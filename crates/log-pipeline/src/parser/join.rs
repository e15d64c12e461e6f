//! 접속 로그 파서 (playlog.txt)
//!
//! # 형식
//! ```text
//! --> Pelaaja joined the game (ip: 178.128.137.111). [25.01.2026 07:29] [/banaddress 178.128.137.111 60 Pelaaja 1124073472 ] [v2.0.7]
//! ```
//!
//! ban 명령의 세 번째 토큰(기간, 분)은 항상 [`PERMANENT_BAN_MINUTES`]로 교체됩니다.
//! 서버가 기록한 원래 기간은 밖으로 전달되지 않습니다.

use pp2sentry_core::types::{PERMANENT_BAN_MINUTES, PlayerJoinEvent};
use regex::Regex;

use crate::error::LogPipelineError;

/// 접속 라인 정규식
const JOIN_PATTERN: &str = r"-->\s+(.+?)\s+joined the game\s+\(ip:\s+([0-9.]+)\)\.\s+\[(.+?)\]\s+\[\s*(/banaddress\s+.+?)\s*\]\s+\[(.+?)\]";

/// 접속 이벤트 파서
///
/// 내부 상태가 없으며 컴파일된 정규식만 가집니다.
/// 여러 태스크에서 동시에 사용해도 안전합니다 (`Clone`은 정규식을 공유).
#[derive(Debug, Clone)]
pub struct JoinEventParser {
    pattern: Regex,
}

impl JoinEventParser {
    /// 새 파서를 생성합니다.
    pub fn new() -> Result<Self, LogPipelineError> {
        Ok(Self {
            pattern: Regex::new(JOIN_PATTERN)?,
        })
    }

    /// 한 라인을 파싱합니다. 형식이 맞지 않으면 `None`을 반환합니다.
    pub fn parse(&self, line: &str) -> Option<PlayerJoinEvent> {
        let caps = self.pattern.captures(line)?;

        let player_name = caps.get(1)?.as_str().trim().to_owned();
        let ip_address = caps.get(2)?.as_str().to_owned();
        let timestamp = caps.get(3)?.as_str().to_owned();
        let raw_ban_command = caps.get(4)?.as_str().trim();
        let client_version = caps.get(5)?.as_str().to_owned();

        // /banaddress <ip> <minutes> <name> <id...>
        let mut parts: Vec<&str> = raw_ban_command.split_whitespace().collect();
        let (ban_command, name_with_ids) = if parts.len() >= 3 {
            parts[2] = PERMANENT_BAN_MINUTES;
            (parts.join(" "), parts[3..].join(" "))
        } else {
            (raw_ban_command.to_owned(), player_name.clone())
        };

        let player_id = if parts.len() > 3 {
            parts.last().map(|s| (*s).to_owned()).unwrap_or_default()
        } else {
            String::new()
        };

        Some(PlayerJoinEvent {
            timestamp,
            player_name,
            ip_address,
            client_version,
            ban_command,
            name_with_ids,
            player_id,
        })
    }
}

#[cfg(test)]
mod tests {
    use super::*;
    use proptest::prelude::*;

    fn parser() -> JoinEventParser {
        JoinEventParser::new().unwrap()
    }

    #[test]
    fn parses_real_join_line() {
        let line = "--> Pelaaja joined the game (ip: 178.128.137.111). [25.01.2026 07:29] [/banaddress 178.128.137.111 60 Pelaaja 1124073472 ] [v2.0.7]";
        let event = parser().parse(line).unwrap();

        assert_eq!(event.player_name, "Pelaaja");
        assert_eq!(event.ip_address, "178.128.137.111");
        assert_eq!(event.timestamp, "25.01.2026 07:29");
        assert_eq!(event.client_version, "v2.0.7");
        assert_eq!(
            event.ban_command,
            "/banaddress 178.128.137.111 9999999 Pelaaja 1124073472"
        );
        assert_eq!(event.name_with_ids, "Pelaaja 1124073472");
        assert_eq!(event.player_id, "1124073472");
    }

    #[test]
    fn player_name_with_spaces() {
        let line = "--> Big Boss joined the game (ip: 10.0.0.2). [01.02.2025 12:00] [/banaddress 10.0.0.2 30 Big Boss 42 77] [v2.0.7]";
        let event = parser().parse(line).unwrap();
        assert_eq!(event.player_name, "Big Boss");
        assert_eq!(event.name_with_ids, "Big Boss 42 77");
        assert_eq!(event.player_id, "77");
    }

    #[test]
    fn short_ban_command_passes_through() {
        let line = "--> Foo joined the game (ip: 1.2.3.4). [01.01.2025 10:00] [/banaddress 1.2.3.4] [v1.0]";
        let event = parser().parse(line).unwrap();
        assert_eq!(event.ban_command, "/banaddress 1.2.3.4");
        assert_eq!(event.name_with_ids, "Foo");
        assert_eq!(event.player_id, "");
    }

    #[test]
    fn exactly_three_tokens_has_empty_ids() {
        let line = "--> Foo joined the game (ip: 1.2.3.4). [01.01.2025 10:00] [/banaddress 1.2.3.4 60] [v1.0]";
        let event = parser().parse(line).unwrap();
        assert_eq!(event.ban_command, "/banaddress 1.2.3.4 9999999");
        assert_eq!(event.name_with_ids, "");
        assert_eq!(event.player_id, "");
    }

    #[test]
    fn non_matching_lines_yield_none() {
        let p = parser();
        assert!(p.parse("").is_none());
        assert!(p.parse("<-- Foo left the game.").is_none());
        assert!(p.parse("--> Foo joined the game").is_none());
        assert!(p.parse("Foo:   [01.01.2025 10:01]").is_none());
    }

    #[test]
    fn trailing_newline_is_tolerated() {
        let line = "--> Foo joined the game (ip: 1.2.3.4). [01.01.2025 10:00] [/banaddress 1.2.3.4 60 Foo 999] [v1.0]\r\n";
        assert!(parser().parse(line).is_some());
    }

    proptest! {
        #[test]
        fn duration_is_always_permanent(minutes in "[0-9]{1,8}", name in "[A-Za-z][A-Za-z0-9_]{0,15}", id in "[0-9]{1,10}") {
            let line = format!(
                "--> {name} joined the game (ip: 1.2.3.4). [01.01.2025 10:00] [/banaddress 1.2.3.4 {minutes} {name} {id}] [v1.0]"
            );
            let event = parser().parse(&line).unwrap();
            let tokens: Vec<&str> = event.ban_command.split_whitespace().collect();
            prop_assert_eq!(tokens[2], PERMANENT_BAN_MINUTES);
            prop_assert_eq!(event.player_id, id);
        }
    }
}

——————————

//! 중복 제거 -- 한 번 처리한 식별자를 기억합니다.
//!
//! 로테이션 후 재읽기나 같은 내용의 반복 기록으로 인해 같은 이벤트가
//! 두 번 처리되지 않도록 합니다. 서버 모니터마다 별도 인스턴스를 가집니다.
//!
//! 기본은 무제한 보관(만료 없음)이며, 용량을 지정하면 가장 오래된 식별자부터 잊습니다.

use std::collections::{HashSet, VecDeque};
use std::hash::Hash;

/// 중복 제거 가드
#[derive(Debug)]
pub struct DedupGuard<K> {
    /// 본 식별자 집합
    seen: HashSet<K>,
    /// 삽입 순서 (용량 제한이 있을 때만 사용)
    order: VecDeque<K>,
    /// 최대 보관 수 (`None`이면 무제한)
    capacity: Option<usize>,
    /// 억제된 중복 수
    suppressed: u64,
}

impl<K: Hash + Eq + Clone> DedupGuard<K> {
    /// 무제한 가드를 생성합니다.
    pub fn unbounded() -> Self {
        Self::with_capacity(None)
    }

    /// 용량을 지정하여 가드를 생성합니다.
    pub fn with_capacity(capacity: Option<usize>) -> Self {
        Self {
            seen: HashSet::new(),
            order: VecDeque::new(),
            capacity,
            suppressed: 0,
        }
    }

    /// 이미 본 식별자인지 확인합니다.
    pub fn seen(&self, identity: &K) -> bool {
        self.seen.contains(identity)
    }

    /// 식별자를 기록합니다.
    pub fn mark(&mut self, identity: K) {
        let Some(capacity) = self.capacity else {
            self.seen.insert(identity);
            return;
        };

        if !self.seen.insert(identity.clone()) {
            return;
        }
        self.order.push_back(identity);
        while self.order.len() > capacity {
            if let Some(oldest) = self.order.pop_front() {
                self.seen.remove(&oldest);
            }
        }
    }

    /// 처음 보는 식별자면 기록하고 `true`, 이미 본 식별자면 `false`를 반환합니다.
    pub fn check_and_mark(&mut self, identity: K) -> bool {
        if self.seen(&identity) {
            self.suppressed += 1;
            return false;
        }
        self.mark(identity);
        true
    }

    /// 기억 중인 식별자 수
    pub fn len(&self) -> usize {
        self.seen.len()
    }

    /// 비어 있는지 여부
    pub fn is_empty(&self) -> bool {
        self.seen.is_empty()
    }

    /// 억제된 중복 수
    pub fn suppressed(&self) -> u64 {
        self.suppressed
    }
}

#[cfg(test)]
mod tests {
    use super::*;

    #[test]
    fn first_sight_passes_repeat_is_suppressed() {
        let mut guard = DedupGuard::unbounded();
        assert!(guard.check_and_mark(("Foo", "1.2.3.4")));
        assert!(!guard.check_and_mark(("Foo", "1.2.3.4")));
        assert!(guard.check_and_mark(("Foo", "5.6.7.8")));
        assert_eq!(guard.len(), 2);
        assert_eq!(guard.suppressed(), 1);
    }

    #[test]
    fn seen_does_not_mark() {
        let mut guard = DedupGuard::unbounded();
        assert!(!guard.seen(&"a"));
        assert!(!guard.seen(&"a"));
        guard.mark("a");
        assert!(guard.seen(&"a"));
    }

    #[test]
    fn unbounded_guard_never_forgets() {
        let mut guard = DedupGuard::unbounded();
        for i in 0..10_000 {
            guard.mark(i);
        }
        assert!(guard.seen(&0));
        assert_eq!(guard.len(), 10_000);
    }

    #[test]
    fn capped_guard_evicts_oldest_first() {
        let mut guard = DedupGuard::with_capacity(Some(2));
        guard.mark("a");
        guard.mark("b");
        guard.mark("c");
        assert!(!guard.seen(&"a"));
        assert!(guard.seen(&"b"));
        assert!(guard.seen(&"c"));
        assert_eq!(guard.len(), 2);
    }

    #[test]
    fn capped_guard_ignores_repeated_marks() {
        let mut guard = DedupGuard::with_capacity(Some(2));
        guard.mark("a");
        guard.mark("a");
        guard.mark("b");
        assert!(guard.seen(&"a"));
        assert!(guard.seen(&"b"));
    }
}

——————————

Proceeding from the line containing "filename crates/log-pipeline/src/parser/join.rs" through the line containing "let caps = self.pattern.captures(line)?;", transcribe the lines above exactly, both end lines included.

> TASK ANSWER
filename crates/log-pipeline/src/parser/join.rs
repository e15d64c12e461e6f
//! 접속 로그 파서 (playlog.txt)
//!
//! # 형식
//! ```text
//! --> Pelaaja joined the game (ip: 178.128.137.111). [25.01.2026 07:29] [/banaddress 178.128.137.111 60 Pelaaja 1124073472 ] [v2.0.7]
//! ```
//!
//! ban 명령의 세 번째 토큰(기간, 분)은 항상 [`PERMANENT_BAN_MINUTES`]로 교체됩니다.
//! 서버가 기록한 원래 기간은 밖으로 전달되지 않습니다.

use pp2sentry_core::types::{PERMANENT_BAN_MINUTES, PlayerJoinEvent};
use regex::Regex;

use crate::error::LogPipelineError;

/// 접속 라인 정규식
const JOIN_PATTERN: &str = r"-->\s+(.+?)\s+joined the game\s+\(ip:\s+([0-9.]+)\)\.\s+\[(.+?)\]\s+\[\s*(/banaddress\s+.+?)\s*\]\s+\[(.+?)\]";

/// 접속 이벤트 파서
///
/// 내부 상태가 없으며 컴파일된 정규식만 가집니다.
/// 여러 태스크에서 동시에 사용해도 안전합니다 (`Clone`은 정규식을 공유).
#[derive(Debug, Clone)]
pub struct JoinEventParser {
    pattern: Regex,
}

impl JoinEventParser {
    /// 새 파서를 생성합니다.
    pub fn new() -> Result<Self, LogPipelineError> {
        Ok(Self {
            pattern: Regex::new(JOIN_PATTERN)?,
        })
    }

    /// 한 라인을 파싱합니다. 형식이 맞지 않으면 `None`을 반환합니다.
    pub fn parse(&self, line: &str) -> Option<PlayerJoinEvent> {
        let caps = self.pattern.captures(line)?;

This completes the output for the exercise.